Nos associations sont gérées par des dirigeants bénévoles, intéressés uniquement par la qualité de la vie que nous réussissons à créer pour des personnes vulnérables, et leurs proches aidants. C’est là le sens de leur engagement. Ces directions acceptent de s’y atteler et de prendre des responsabilités, pour que ces lieux de vie incarnant ce sens et fonctionnent. Jusqu’à où, et jusqu’à quand ?
Deux poids, deux mesures
La pente qui se dessine depuis 30 ans, si elle se poursuit, va rendre impossible un accueil de qualité, et en sécurité, des personnes en situation de handicap, sur les structures médicalisées dans un premier temps, lorsqu’elles sont gérées par nos associations. En revanche, les mêmes structures gérées par le public, un centre hospitalier par exemple, réussiront, quant à elles, à recruter et fonctionner.
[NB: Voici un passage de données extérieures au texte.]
use crate::vehicle_control::Vehicle;
use strum_macros::{Display, EnumIter};

/// Discrete user commands the dashboard forwards into the vehicle.
#[derive(Debug, PartialEq, Eq, Clone, Copy, Hash, Display, EnumIter)]
pub enum DashCommand {
    StartEngine,
    StopEngine,
    ToggleEngine,
    DriveOff,
    Accelerate,
    Brake,
    Refuel,
    Honk,
    Quit,
}

impl DashCommand {
    const ACCELERATE_STEP: f64 = 30.0;
    const BRAKE_STEP: f64 = 20.0;
    const REFUEL_STEP: f64 = 10.0;

    /// Parses a console line, `None` for anything unknown.
    pub fn parse(line: &str) -> Option<Self> {
        match line.trim().to_lowercase().as_str() {
            "start" => Some(DashCommand::StartEngine),
            "stop" => Some(DashCommand::StopEngine),
            "engine" => Some(DashCommand::ToggleEngine),
            "go" => Some(DashCommand::DriveOff),
            "gas" => Some(DashCommand::Accelerate),
            "brake" => Some(DashCommand::Brake),
            "fuel" => Some(DashCommand::Refuel),
            "honk" => Some(DashCommand::Honk),
            "quit" | "exit" => Some(DashCommand::Quit),
            _ => None,
        }
    }

    /// Console keyword for this command.
    pub fn keyword(self) -> &'static str {
        match self {
            DashCommand::StartEngine => "start",
            DashCommand::StopEngine => "stop",
            DashCommand::ToggleEngine => "engine",
            DashCommand::DriveOff => "go",
            DashCommand::Accelerate => "gas",
            DashCommand::Brake => "brake",
            DashCommand::Refuel => "fuel",
            DashCommand::Honk => "honk",
            DashCommand::Quit => "quit",
        }
    }

    /// Applies the command to `vehicle`. `Quit` is handled by the dashboard loop.
    pub fn apply(self, vehicle: &mut Vehicle) {
        match self {
            DashCommand::StartEngine => {
                vehicle.start_engine();
            }
            DashCommand::StopEngine => {
                vehicle.stop_engine();
            }
            DashCommand::ToggleEngine => {
                if vehicle.is_engine_running() {
                    vehicle.stop_engine();
                } else {
                    vehicle.start_engine();
                }
            }
            DashCommand::DriveOff => {
                vehicle.drive_off();
            }
            DashCommand::Accelerate => {
                vehicle.accelerate(Self::ACCELERATE_STEP);
            }
            DashCommand::Brake => {
                vehicle.brake(Self::BRAKE_STEP);
            }
            DashCommand::Refuel => {
                vehicle.refuel(Self::REFUEL_STEP);
            }
            DashCommand::Honk => {
                vehicle.honk();
            }
            DashCommand::Quit => {}
        }
    }
}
La question, logique, que se poseront sans doute nombre de présidents et directeurs généraux d’associations gestionnaires sera la suivante : les personnes ne seraient-elles pas mieux accompagnées dans des établissements sanitaires publics, pour des raisons liées à une meilleure attractivité des métiers dans ce secteur ? De plus, quid de notre responsabilité puisque nous n’arrivons plus à assurer la continuité de soins auprès de personnes qui le nécessitent ? Et au vu de la gravité de ces questions, de sens pour la première, de responsabilité pour la seconde, ne faut-il pas « renoncer » à certains agréments, et donc à la gestion des établissements médicalisés ?
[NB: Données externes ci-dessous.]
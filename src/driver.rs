use crate::vehicle_control::Vehicle;
use crate::{info, log};

/// Scripted demonstration of the chainable vehicle interface.
pub struct Driver {
    vehicle: Vehicle,
}

impl Driver {
    pub fn new(vehicle: Vehicle) -> Self { Self { vehicle } }

    /// The demo car: nearly empty, 200 km/h top speed.
    pub fn demo() -> Self { Self::new(Vehicle::new("VW Golf", 5.0, 200)) }

    pub fn vehicle(&self) -> &Vehicle { &self.vehicle }

    /// Normal drive: top up, start, pull away, speed up, slow down, honk.
    pub fn city_drive(&mut self) -> &mut Self {
        info!("Scenario 1: city drive with refuel");
        Self::report(self.vehicle.report_state());
        self.vehicle
            .refuel(20.0)
            .start_engine()
            .drive_off()
            .accelerate(50.0)
            .brake(20.0)
            .honk();
        Self::report(self.vehicle.report_state());
        self
    }

    /// Stress run: near top speed, hard stop, engine off.
    pub fn full_stop(&mut self) -> &mut Self {
        info!("Scenario 2: high speed and full stop");
        self.vehicle.accelerate(150.0);
        Self::report(self.vehicle.report_state());
        self.vehicle.brake(180.0).stop_engine();
        Self::report(self.vehicle.report_state());
        self
    }

    fn report(vehicle: &Vehicle) {
        log!(
            "{} [{}] speed {:.1}/{} km/h, fuel {:.3}/{:.1}{}, last op {}",
            vehicle.model(),
            vehicle.drive_state(),
            vehicle.speed(),
            vehicle.max_speed(),
            vehicle.fuel_level(),
            vehicle.fuel_capacity(),
            if vehicle.is_fuel_critical() { " (critical)" } else { "" },
            vehicle.last_outcome()
        );
    }
}
//! # Session Primitive
//!
//! Sessions are random tokens whose only state is their existence in the
//! session cache under `{prefix}{token}`. They expire with the cache TTL and
//! are never revoked explicitly.

use std::sync::Arc;
use std::time::Duration;

use base64::engine::general_purpose::STANDARD;
use base64::Engine as _;
use fwends_store::SessionCache;
use rand_core::{OsRng, RngCore};

use crate::error::EngineError;

/// Session settings.
#[derive(Debug, Clone, PartialEq, Eq)]
pub struct SessionConfig {
    /// Random bytes per token, before base64 encoding.
    pub id_size: usize,
    /// Session lifetime; also the cookie max-age.
    pub ttl: Duration,
    /// Cache key prefix.
    pub key_prefix: String,
}

impl Default for SessionConfig {
    fn default() -> Self {
        Self {
            id_size: 32,
            ttl: Duration::from_secs(24 * 60 * 60),
            key_prefix: "session/".to_string(),
        }
    }
}

/// A freshly minted session.
#[derive(Debug, Clone, PartialEq, Eq)]
pub struct Session {
    /// Base64 token handed to the client.
    pub token: String,
    /// Lifetime of the token.
    pub ttl: Duration,
}

/// Creates and verifies sessions against a [`SessionCache`].
#[derive(Clone)]
pub struct SessionManager {
    cache: Arc<dyn SessionCache>,
    config: SessionConfig,
}

impl SessionManager {
    /// Build a manager over the given cache.
    pub fn new(cache: Arc<dyn SessionCache>, config: SessionConfig) -> Self {
        Self { cache, config }
    }

    /// Session settings.
    pub fn config(&self) -> &SessionConfig {
        &self.config
    }

    /// The backing cache.
    pub fn cache(&self) -> &Arc<dyn SessionCache> {
        &self.cache
    }

    fn key(&self, token: &str) -> String {
        format!("{}{}", self.config.key_prefix, token)
    }

    /// Mint a new session.
    ///
    /// A token that already exists in the cache is treated as a fatal id
    /// generation failure rather than retried.
    pub async fn create(&self) -> Result<Session, EngineError> {
        let mut raw = vec![0u8; self.config.id_size];
        OsRng
            .try_fill_bytes(&mut raw)
            .map_err(|e| EngineError::Internal(format!("session id generation failed: {e}")))?;
        let token = STANDARD.encode(&raw);

        if !self.cache.set_nx(&self.key(&token), self.config.ttl).await? {
            tracing::error!("session id collision");
            return Err(EngineError::Internal("session id collision".into()));
        }
        Ok(Session {
            token,
            ttl: self.config.ttl,
        })
    }

    /// Whether `token` names a live session. A missing token is simply not
    /// authenticated; cache failures are errors.
    pub async fn verify(&self, token: Option<&str>) -> Result<bool, EngineError> {
        match token {
            None => Ok(false),
            Some(token) => Ok(self.cache.exists(&self.key(token)).await?),
        }
    }
}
Ce « glissement » d’un modèle vers un autre est en train de s’opérer, depuis 30 ans, sans débat démocratique, sans évaluation des impacts en termes d’accompagnement, sans peut-être que les pouvoirs publics en soient eux-mêmes conscients… Les accords Laforcade créant un CTI de 183 euros net mensuels pour certains professionnels, la décision de certains départements de les suivre et même de les étendre à d’autres professions que celles du soin, permettent de freiner ce glissement, mais ne changent pas encore la donne.
Et maintenant ?
Le sens, pour les pouvoirs publics, de confier la gestion du secteur médico-social à des associations me semble plus actuel que jamais. Il permet le fonctionnement d’organisations agiles et « délibérées », où peuvent dialoguer dans une confrontation positive personnes en situation de handicap, proches aidants et professionnels, dans le but de créer, pour les plus faibles, des lieux de vie, d’échange, des services de soutien à l’inclusion. Pour que ce modèle s’ajuste et perdure, avec toute sa richesse, une prise de conscience sur le glissement en cours est indispensable. Espérons, et faisons-en sorte, que la crise sanitaire, les alertes des gestionnaires, des organisations syndicales de salariés et d’employeurs, mais aussi de nombreux départements, contribuent à cette prise de conscience de la société et du politique, et que des moyens soient déployés pour redonner au secteur les moyens qu’il nécessite pour assurer un accompagnement de qualité.
La Constitution de nos voisins helvètes, pleine de bon sens, dispose dans son préambule que la force d’une communauté se mesure au bien-être du plus faible de ses membres. Il serait bon de tous se le rappeler…
[1] Sur ce dernier point, lire le très intéressant article de Christel Prado « Départementales : l’élection invisible », Le Média social sur www.lemediasocial.fr
Guillaume Pelletier, directeur général de l'APEI de Chambéry
Carte d'identité
Nom. Guillaume Pelletier.
Fonctions actuelles. Directeur général de l'Association des parents, des personnes handicapées mentales et de leurs amis (APEI) de Chambéry. Ancien cadre de la fonction publique territoriale.